Ultrathin Electron-Delocalized Conductive Coating for Enhanced Cathodic Kinetics of Durable Zinc-Ion Batteries

Abstract

Vanadium oxides have been widely used as cathode materials for aqueous zinc ion batteries (ZIBs) owing to their distinctive layered structure and high theoretical capacity. However, their structural instability, poor conductivity, and sluggish ion migration kinetics severely limit their practical applications. Herein, an ultrathin electron-delocalized conductive polypyrrole coating was constructed on V₂O₅ (denoted as V-VO@CP) under a unique vapor-thermal environment.
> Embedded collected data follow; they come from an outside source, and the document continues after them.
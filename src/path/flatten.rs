use crate::{
    foundation::core::Point,
    path::parser::{PathCommand, PathOp, parse_path_data},
};

/// Straight-line samples emitted per complete cubic control sextuple.
pub const CUBIC_SAMPLES: u32 = 12;
/// Straight-line samples emitted per complete quadratic control quadruple.
pub const QUAD_SAMPLES: u32 = 10;

/// Flattens one path's drawing commands into a polyline of normalized points.
///
/// `current` and `subpath_start` are tracked in raw SVG user units (top-left
/// origin, y-down); normalization to the centered y-up space happens only when
/// a point is emitted:
///
/// ```text
/// x' = (x / width  - 0.5) * scale
/// y' = (0.5 - y / height) * scale
/// ```
#[derive(Clone, Debug)]
pub struct PathFlattener {
    width: f64,
    height: f64,
    scale: f64,
    current: Point,
    subpath_start: Point,
    out: Vec<Point>,
}

impl PathFlattener {
    pub fn new(width: f64, height: f64, scale: f64) -> Self {
        Self {
            width,
            height,
            scale,
            current: Point::ZERO,
            subpath_start: Point::ZERO,
            out: Vec::new(),
        }
    }

    /// Consume the flattener, producing the polyline for `d`.
    ///
    /// A string with no recognized commands yields an empty list; callers are
    /// expected to discard degenerate (<= 1 point) results.
    pub fn flatten(mut self, d: &str) -> Vec<Point> {
        for cmd in parse_path_data(d) {
            self.apply(&cmd);
        }
        self.out
    }

    fn apply(&mut self, cmd: &PathCommand) {
        match cmd.op {
            PathOp::Move | PathOp::Line => {
                for (i, pair) in cmd.args.chunks_exact(2).enumerate() {
                    let p = self.resolve(pair[0], pair[1], cmd.relative);
                    if cmd.op == PathOp::Move && i == 0 {
                        self.subpath_start = p;
                    }
                    self.current = p;
                    self.emit(p);
                }
            }
            PathOp::Horizontal => {
                for &v in &cmd.args {
                    self.current.x = if cmd.relative { self.current.x + v } else { v };
                    self.emit(self.current);
                }
            }
            PathOp::Vertical => {
                for &v in &cmd.args {
                    self.current.y = if cmd.relative { self.current.y + v } else { v };
                    self.emit(self.current);
                }
            }
            PathOp::Cubic => {
                // Incomplete trailing sextuples are dropped, not padded.
                for ctrl in cmd.args.chunks_exact(6) {
                    let p0 = self.current;
                    let p1 = self.resolve(ctrl[0], ctrl[1], cmd.relative);
                    let p2 = self.resolve(ctrl[2], ctrl[3], cmd.relative);
                    let p3 = self.resolve(ctrl[4], ctrl[5], cmd.relative);
                    for k in 1..=CUBIC_SAMPLES {
                        let t = f64::from(k) / f64::from(CUBIC_SAMPLES);
                        self.emit(cubic_at(p0, p1, p2, p3, t));
                    }
                    self.current = p3;
                }
            }
            PathOp::Quadratic => {
                for ctrl in cmd.args.chunks_exact(4) {
                    let p0 = self.current;
                    let p1 = self.resolve(ctrl[0], ctrl[1], cmd.relative);
                    let p2 = self.resolve(ctrl[2], ctrl[3], cmd.relative);
                    for k in 1..=QUAD_SAMPLES {
                        let t = f64::from(k) / f64::from(QUAD_SAMPLES);
                        self.emit(quadratic_at(p0, p1, p2, t));
                    }
                    self.current = p2;
                }
            }
            PathOp::Close => {
                // Draw back to the subpath start; does not open a new segment.
                self.current = self.subpath_start;
                self.emit(self.subpath_start);
            }
        }
    }

    fn resolve(&self, x: f64, y: f64, relative: bool) -> Point {
        if relative {
            Point::new(self.current.x + x, self.current.y + y)
        } else {
            Point::new(x, y)
        }
    }

    fn emit(&mut self, p: Point) {
        self.out.push(Point::new(
            (p.x / self.width - 0.5) * self.scale,
            (0.5 - p.y / self.height) * self.scale,
        ));
    }
}

fn cubic_at(p0: Point, p1: Point, p2: Point, p3: Point, t: f64) -> Point {
    let it = 1.0 - t;
    let (b0, b1, b2, b3) = (it * it * it, 3.0 * it * it * t, 3.0 * it * t * t, t * t * t);
    Point::new(
        b0 * p0.x + b1 * p1.x + b2 * p2.x + b3 * p3.x,
        b0 * p0.y + b1 * p1.y + b2 * p2.y + b3 * p3.y,
    )
}

fn quadratic_at(p0: Point, p1: Point, p2: Point, t: f64) -> Point {
    let it = 1.0 - t;
    let (b0, b1, b2) = (it * it, 2.0 * it * t, t * t);
    Point::new(
        b0 * p0.x + b1 * p1.x + b2 * p2.x,
        b0 * p0.y + b1 * p1.y + b2 * p2.y,
    )
}
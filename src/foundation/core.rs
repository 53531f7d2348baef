use crate::foundation::error::{InklineError, InklineResult};

pub use kurbo::{Point, Rect, Vec2};

#[derive(Clone, Copy, Debug, PartialEq, Eq, serde::Serialize, serde::Deserialize)]
pub struct Fps {
    pub num: u32,
    pub den: u32, // must be > 0
}

impl Fps {
    pub fn new(num: u32, den: u32) -> InklineResult<Self> {
        if den == 0 {
            return Err(InklineError::animation("Fps den must be > 0"));
        }
        if num == 0 {
            return Err(InklineError::animation("Fps num must be > 0"));
        }
        Ok(Self { num, den })
    }

    pub fn as_f64(self) -> f64 {
        f64::from(self.num) / f64::from(self.den)
    }

    pub fn frame_duration_secs(self) -> f64 {
        f64::from(self.den) / f64::from(self.num)
    }

    pub fn secs_to_frames_floor(self, secs: f64) -> u64 {
        (secs * self.as_f64()).floor().max(0.0) as u64
    }
}

/// Perspective-camera view of the drawing plane.
///
/// The backend's camera sits `distance` in front of the plane the polylines live
/// on; `world_height`/`world_width` give the visible extent of that plane in
/// scene units, which is all the layout policies need from the camera.
#[derive(Clone, Copy, Debug, PartialEq, serde::Serialize, serde::Deserialize)]
pub struct Viewport {
    pub fov_deg: f64,
    pub aspect: f64, // surface width / height
    pub distance: f64,
}

pub const DEFAULT_FOV_DEG: f64 = 75.0;
pub const DEFAULT_CAMERA_DISTANCE: f64 = 4.0;

impl Viewport {
    pub fn new(fov_deg: f64, aspect: f64, distance: f64) -> InklineResult<Self> {
        if !(fov_deg > 0.0 && fov_deg < 180.0) {
            return Err(InklineError::layout("Viewport fov_deg must be in (0, 180)"));
        }
        if !(aspect > 0.0) {
            return Err(InklineError::layout("Viewport aspect must be > 0"));
        }
        if !(distance > 0.0) {
            return Err(InklineError::layout("Viewport distance must be > 0"));
        }
        Ok(Self {
            fov_deg,
            aspect,
            distance,
        })
    }

    /// Default camera (75 degree fov at distance 4) over a surface of the given aspect.
    pub fn with_aspect(aspect: f64) -> InklineResult<Self> {
        Self::new(DEFAULT_FOV_DEG, aspect, DEFAULT_CAMERA_DISTANCE)
    }

    pub fn world_height(self) -> f64 {
        2.0 * self.distance * (self.fov_deg.to_radians() / 2.0).tan()
    }

    pub fn world_width(self) -> f64 {
        self.world_height() * self.aspect
    }
}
The in situ polymerization of pyrrole vapor improves the π-electron delocalization of the formed polypyrrole coating, which enhances the electron/ion transfer kinetics of the V-VO@CP cathode. Furthermore, the ultrathin even conducting coating (thickness of 11.57 nm) enhances the interfacial electronic conductivity of the V₂O₅ host and mitigates vanadium dissolution, thus achieving the stable cycling performance. The ZIB with the V-VO@CP cathode delivers a maximum discharge capacity of 383 mAh g^–1 at 0.5 A g^–1 and 262 mAh g^–1 at 10 A g^–1 with 80% capacity retention after 3000 cycles. These results verify the feasibility of a vapor-thermal environment for developing an efficient and scalable polymer coating of advanced cathode materials.